THE DATA:
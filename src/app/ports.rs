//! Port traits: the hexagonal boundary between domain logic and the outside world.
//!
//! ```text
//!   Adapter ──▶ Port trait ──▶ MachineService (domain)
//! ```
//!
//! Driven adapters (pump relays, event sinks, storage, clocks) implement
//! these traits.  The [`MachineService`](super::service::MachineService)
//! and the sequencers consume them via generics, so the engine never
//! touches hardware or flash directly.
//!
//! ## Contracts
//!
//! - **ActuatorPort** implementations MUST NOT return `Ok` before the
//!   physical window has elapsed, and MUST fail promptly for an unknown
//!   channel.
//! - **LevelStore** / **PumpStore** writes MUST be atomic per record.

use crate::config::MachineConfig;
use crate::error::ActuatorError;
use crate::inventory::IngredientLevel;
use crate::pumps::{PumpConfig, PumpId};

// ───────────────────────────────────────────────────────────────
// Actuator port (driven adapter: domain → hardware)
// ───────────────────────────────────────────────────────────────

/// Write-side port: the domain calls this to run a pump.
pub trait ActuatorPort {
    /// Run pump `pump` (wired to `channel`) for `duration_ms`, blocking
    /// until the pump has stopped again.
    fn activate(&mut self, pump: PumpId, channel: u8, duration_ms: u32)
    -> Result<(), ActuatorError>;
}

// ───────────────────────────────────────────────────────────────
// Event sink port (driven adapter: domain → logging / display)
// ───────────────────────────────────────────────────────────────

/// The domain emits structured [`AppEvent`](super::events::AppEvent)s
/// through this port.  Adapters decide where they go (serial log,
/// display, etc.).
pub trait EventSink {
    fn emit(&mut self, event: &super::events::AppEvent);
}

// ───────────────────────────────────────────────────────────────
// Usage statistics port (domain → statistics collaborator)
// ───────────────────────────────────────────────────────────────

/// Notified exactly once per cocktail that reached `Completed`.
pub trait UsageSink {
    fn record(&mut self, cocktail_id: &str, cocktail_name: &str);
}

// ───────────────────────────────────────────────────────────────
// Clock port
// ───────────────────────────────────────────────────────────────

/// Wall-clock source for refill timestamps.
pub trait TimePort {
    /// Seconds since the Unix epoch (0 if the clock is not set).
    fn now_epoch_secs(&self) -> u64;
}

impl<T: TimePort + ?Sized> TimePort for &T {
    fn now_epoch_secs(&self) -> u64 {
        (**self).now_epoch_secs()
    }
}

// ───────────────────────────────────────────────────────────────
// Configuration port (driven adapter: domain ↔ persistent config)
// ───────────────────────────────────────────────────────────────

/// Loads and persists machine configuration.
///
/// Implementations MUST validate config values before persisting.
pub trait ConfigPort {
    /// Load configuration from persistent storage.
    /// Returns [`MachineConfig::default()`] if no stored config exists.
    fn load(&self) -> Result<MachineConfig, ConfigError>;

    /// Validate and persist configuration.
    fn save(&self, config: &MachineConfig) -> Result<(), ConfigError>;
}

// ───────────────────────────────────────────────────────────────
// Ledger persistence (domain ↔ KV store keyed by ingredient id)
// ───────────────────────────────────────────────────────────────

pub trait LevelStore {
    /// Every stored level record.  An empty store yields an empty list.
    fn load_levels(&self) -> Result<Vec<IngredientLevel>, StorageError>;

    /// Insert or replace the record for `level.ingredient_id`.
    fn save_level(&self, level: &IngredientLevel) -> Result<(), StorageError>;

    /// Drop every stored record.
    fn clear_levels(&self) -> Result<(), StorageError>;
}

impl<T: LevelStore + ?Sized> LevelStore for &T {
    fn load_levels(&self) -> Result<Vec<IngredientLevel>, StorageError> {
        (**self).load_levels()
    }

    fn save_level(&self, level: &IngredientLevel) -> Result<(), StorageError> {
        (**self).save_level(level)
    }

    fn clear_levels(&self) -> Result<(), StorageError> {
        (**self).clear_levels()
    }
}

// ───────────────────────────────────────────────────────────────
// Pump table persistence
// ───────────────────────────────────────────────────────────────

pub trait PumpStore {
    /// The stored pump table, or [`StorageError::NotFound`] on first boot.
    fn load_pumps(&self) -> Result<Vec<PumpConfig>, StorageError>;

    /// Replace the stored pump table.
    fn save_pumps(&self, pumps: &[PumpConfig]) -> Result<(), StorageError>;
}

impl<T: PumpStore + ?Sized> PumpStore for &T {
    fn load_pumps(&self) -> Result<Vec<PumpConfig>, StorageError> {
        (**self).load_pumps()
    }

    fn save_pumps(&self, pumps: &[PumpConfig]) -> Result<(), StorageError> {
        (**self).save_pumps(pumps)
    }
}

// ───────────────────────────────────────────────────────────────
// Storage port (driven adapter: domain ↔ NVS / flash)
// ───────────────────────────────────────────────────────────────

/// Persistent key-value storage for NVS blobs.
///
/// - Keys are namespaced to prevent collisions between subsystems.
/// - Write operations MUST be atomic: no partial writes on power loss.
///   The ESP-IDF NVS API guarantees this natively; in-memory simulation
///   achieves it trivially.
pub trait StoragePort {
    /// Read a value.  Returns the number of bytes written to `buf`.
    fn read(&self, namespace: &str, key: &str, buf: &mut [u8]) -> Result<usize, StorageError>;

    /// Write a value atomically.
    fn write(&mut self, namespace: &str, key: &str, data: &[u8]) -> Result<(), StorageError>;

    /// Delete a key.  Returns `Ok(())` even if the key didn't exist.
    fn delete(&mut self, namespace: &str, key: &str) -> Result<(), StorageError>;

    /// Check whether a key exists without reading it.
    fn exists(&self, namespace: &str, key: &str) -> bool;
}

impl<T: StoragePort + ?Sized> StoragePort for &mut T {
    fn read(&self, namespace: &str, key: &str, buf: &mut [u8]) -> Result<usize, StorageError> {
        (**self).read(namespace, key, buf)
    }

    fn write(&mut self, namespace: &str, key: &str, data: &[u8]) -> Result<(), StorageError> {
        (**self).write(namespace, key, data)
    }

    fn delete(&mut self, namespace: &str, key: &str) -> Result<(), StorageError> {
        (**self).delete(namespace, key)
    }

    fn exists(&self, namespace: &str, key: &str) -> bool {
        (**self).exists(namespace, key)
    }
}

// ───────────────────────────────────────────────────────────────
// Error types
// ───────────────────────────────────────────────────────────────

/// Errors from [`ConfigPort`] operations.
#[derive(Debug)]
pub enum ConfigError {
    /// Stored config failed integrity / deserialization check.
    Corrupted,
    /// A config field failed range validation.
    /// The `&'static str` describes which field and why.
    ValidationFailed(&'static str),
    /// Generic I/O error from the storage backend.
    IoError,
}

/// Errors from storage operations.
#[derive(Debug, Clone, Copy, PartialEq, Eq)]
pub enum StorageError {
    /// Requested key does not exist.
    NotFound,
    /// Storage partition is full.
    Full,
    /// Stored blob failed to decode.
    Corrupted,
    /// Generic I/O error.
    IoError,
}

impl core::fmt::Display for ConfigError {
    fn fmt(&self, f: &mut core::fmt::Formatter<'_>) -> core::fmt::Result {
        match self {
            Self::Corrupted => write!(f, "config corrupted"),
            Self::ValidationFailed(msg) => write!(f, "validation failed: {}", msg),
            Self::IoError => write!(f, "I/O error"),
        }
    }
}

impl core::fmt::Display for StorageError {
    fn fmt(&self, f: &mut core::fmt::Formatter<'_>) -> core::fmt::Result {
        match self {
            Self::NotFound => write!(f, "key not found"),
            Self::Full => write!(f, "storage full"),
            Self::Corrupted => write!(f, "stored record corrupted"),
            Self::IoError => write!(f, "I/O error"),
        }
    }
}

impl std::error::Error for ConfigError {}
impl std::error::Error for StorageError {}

* * *

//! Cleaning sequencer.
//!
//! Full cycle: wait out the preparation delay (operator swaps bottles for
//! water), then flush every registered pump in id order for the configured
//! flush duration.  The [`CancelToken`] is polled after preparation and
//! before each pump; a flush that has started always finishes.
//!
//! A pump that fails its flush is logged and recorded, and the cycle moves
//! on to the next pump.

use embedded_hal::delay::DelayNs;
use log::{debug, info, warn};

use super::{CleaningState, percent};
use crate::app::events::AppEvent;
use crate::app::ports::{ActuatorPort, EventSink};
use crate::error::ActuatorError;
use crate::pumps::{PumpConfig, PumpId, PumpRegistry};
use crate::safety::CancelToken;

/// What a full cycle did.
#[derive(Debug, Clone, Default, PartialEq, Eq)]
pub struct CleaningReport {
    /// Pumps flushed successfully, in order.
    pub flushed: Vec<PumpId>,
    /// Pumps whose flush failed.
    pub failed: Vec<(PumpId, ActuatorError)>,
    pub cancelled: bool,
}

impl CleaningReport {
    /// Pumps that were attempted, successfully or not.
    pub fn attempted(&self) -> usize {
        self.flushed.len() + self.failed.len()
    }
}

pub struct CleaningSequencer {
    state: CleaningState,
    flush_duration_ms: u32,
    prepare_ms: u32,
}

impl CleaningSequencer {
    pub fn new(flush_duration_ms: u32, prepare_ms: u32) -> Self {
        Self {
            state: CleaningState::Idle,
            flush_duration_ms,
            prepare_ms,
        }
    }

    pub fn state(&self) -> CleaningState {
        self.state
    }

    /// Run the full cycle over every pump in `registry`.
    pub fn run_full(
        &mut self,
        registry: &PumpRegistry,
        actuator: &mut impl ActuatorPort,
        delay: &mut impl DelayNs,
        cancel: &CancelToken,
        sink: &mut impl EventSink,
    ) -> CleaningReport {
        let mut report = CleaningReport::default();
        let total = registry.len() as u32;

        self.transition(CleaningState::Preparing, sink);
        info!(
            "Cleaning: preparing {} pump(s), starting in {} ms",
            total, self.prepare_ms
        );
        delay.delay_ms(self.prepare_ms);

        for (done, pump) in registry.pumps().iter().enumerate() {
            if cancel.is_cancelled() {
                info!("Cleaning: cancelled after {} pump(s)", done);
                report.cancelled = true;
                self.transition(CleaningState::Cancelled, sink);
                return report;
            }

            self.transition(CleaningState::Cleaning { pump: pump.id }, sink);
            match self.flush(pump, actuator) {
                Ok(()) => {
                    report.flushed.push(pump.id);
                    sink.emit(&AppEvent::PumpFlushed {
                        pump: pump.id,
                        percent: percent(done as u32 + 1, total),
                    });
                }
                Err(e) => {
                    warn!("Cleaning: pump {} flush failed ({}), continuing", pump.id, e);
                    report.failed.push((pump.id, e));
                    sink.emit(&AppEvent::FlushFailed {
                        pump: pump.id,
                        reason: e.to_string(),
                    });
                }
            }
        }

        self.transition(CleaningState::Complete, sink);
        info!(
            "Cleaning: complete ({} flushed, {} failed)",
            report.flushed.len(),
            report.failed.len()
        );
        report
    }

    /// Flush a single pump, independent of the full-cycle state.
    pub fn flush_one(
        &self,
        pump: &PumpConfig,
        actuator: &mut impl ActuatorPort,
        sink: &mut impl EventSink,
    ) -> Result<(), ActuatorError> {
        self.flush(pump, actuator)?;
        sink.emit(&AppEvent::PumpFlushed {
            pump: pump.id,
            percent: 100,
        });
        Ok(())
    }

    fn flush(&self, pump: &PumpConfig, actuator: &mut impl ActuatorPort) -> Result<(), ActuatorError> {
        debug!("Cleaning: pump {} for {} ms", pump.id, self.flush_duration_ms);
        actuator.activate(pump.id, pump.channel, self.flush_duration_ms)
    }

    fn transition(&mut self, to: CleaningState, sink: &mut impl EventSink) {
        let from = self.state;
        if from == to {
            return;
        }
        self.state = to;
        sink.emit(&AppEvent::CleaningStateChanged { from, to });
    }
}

WORK REQUEST: Among the lines above, find those holding "PumpFlushed" and copy each one.

RESPONSE BOX:
                    sink.emit(&AppEvent::PumpFlushed {
        sink.emit(&AppEvent::PumpFlushed {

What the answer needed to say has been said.